Assignment:
Could you set down every entry below exactly as it is?

Provided records:
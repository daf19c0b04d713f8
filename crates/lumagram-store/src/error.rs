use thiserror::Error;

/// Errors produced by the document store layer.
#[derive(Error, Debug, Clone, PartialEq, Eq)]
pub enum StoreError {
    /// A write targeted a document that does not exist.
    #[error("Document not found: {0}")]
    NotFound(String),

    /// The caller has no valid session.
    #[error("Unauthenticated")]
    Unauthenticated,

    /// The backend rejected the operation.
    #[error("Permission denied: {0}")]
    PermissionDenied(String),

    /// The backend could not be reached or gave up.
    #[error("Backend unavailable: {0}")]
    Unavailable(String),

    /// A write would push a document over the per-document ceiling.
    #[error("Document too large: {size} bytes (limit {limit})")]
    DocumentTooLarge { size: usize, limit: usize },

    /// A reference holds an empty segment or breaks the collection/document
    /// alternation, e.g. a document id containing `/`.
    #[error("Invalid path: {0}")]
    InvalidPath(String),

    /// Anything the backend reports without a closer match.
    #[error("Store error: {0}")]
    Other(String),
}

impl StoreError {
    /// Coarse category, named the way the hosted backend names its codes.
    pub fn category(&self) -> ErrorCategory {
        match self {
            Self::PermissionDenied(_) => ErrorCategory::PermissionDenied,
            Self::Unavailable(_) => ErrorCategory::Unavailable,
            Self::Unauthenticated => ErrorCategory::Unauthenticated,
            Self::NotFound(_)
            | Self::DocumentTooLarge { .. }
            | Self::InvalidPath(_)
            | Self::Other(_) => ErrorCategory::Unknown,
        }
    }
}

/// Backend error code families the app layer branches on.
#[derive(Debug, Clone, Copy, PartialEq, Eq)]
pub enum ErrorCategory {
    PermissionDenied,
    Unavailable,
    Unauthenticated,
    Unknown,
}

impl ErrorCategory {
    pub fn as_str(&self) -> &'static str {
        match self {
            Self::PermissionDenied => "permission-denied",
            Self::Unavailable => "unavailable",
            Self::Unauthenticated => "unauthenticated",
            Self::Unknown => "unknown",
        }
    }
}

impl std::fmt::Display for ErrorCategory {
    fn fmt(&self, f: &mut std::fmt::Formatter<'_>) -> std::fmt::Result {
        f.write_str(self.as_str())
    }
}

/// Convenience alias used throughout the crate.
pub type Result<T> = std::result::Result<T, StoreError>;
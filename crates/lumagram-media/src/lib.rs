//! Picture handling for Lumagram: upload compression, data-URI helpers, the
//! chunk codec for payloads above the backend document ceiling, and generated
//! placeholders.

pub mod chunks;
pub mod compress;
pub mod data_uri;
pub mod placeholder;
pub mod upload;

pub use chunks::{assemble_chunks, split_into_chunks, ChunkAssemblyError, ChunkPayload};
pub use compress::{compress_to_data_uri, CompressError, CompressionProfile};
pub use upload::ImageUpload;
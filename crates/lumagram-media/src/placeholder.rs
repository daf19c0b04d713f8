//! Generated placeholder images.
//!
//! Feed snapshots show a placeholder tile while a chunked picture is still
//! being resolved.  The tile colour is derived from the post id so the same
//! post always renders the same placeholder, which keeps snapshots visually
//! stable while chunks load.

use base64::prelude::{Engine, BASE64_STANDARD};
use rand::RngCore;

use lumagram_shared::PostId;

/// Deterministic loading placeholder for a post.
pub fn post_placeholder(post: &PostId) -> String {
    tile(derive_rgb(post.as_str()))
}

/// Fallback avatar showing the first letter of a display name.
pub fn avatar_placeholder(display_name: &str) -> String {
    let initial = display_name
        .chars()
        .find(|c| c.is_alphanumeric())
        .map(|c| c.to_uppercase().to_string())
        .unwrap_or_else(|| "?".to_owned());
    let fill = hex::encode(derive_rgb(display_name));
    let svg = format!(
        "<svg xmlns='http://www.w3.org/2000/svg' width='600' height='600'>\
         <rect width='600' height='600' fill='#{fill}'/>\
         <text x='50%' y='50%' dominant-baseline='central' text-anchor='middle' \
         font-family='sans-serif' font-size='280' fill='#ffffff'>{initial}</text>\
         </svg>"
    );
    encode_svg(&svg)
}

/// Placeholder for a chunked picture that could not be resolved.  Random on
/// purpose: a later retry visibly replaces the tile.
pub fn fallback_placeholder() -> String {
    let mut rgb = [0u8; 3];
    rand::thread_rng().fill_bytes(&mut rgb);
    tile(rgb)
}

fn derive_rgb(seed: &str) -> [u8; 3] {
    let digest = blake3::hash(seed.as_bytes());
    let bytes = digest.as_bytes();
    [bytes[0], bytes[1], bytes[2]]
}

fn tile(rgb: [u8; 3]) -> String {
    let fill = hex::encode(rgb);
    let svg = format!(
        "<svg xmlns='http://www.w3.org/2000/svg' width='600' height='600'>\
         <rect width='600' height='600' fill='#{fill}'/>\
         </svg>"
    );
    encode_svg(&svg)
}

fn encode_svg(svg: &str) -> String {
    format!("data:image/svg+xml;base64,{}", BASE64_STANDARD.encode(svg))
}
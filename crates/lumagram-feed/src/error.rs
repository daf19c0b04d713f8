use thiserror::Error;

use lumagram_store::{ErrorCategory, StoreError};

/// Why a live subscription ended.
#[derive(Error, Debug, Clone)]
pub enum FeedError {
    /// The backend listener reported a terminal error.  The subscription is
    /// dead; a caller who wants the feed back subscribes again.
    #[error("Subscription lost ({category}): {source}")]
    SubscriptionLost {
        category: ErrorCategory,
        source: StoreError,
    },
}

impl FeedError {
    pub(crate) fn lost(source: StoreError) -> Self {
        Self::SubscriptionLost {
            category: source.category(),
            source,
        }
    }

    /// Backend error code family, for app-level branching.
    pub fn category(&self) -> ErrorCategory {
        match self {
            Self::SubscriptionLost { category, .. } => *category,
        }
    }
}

Result of this task:
repository daf19c0b04d713f8
filename crates/lumagram-store/src/error.rs
use thiserror::Error;

/// Errors produced by the document store layer.
#[derive(Error, Debug, Clone, PartialEq, Eq)]
pub enum StoreError {
    /// A write targeted a document that does not exist.
    #[error("Document not found: {0}")]
    NotFound(String),

    /// The caller has no valid session.
    #[error("Unauthenticated")]
    Unauthenticated,

    /// The backend rejected the operation.
    #[error("Permission denied: {0}")]
    PermissionDenied(String),

    /// The backend could not be reached or gave up.
    #[error("Backend unavailable: {0}")]
    Unavailable(String),

    /// A write would push a document over the per-document ceiling.
    #[error("Document too large: {size} bytes (limit {limit})")]
    DocumentTooLarge { size: usize, limit: usize },

    /// A reference holds an empty segment or breaks the collection/document
    /// alternation, e.g. a document id containing `/`.
    #[error("Invalid path: {0}")]
    InvalidPath(String),

    /// Anything the backend reports without a closer match.
    #[error("Store error: {0}")]
    Other(String),
}

impl StoreError {
    /// Coarse category, named the way the hosted backend names its codes.
    pub fn category(&self) -> ErrorCategory {
        match self {
            Self::PermissionDenied(_) => ErrorCategory::PermissionDenied,
            Self::Unavailable(_) => ErrorCategory::Unavailable,
            Self::Unauthenticated => ErrorCategory::Unauthenticated,
            Self::NotFound(_)
            | Self::DocumentTooLarge { .. }
            | Self::InvalidPath(_)
            | Self::Other(_) => ErrorCategory::Unknown,
        }
    }
}

/// Backend error code families the app layer branches on.
#[derive(Debug, Clone, Copy, PartialEq, Eq)]
pub enum ErrorCategory {
    PermissionDenied,
    Unavailable,
    Unauthenticated,
    Unknown,
}

impl ErrorCategory {
    pub fn as_str(&self) -> &'static str {
        match self {
            Self::PermissionDenied => "permission-denied",
            Self::Unavailable => "unavailable",
            Self::Unauthenticated => "unauthenticated",
            Self::Unknown => "unknown",
        }
    }
}

impl std::fmt::Display for ErrorCategory {
    fn fmt(&self, f: &mut std::fmt::Formatter<'_>) -> std::fmt::Result {
        f.write_str(self.as_str())
    }
}

/// Convenience alias used throughout the crate.
pub type Result<T> = std::result::Result<T, StoreError>;
filename crates/lumagram-media/src/lib.rs
//! Picture handling for Lumagram: upload compression, data-URI helpers, the
//! chunk codec for payloads above the backend document ceiling, and generated
//! placeholders.

pub mod chunks;
pub mod compress;
pub mod data_uri;
pub mod placeholder;
pub mod upload;

pub use chunks::{assemble_chunks, split_into_chunks, ChunkAssemblyError, ChunkPayload};
pub use compress::{compress_to_data_uri, CompressError, CompressionProfile};
pub use upload::ImageUpload;
filename crates/lumagram-media/src/placeholder.rs
repository daf19c0b04d713f8
//! Generated placeholder images.
//!
//! Feed snapshots show a placeholder tile while a chunked picture is still
//! being resolved.  The tile colour is derived from the post id so the same
//! post always renders the same placeholder, which keeps snapshots visually
//! stable while chunks load.

use base64::prelude::{Engine, BASE64_STANDARD};
use rand::RngCore;

use lumagram_shared::PostId;

/// Deterministic loading placeholder for a post.
pub fn post_placeholder(post: &PostId) -> String {
    tile(derive_rgb(post.as_str()))
}

/// Fallback avatar showing the first letter of a display name.
pub fn avatar_placeholder(display_name: &str) -> String {
    let initial = display_name
        .chars()
        .find(|c| c.is_alphanumeric())
        .map(|c| c.to_uppercase().to_string())
        .unwrap_or_else(|| "?".to_owned());
    let fill = hex::encode(derive_rgb(display_name));
    let svg = format!(
        "<svg xmlns='http://www.w3.org/2000/svg' width='600' height='600'>\
         <rect width='600' height='600' fill='#{fill}'/>\
         <text x='50%' y='50%' dominant-baseline='central' text-anchor='middle' \
         font-family='sans-serif' font-size='280' fill='#ffffff'>{initial}</text>\
         </svg>"
    );
    encode_svg(&svg)
}

/// Placeholder for a chunked picture that could not be resolved.  Random on
/// purpose: a later retry visibly replaces the tile.
pub fn fallback_placeholder() -> String {
    let mut rgb = [0u8; 3];
    rand::thread_rng().fill_bytes(&mut rgb);
    tile(rgb)
}

fn derive_rgb(seed: &str) -> [u8; 3] {
    let digest = blake3::hash(seed.as_bytes());
    let bytes = digest.as_bytes();
    [bytes[0], bytes[1], bytes[2]]
}

fn tile(rgb: [u8; 3]) -> String {
    let fill = hex::encode(rgb);
    let svg = format!(
        "<svg xmlns='http://www.w3.org/2000/svg' width='600' height='600'>\
         <rect width='600' height='600' fill='#{fill}'/>\
         </svg>"
    );
    encode_svg(&svg)
}

fn encode_svg(svg: &str) -> String {
    format!("data:image/svg+xml;base64,{}", BASE64_STANDARD.encode(svg))
}
filename crates/lumagram-feed/src/error.rs
repository daf19c0b04d713f8
use thiserror::Error;

use lumagram_store::{ErrorCategory, StoreError};

/// Why a live subscription ended.
#[derive(Error, Debug, Clone)]
pub enum FeedError {
    /// The backend listener reported a terminal error.  The subscription is
    /// dead; a caller who wants the feed back subscribes again.
    #[error("Subscription lost ({category}): {source}")]
    SubscriptionLost {
        category: ErrorCategory,
        source: StoreError,
    },
}

impl FeedError {
    pub(crate) fn lost(source: StoreError) -> Self {
        Self::SubscriptionLost {
            category: source.category(),
            source,
        }
    }

    /// Backend error code family, for app-level branching.
    pub fn category(&self) -> ErrorCategory {
        match self {
            Self::SubscriptionLost { category, .. } => *category,
        }
    }
}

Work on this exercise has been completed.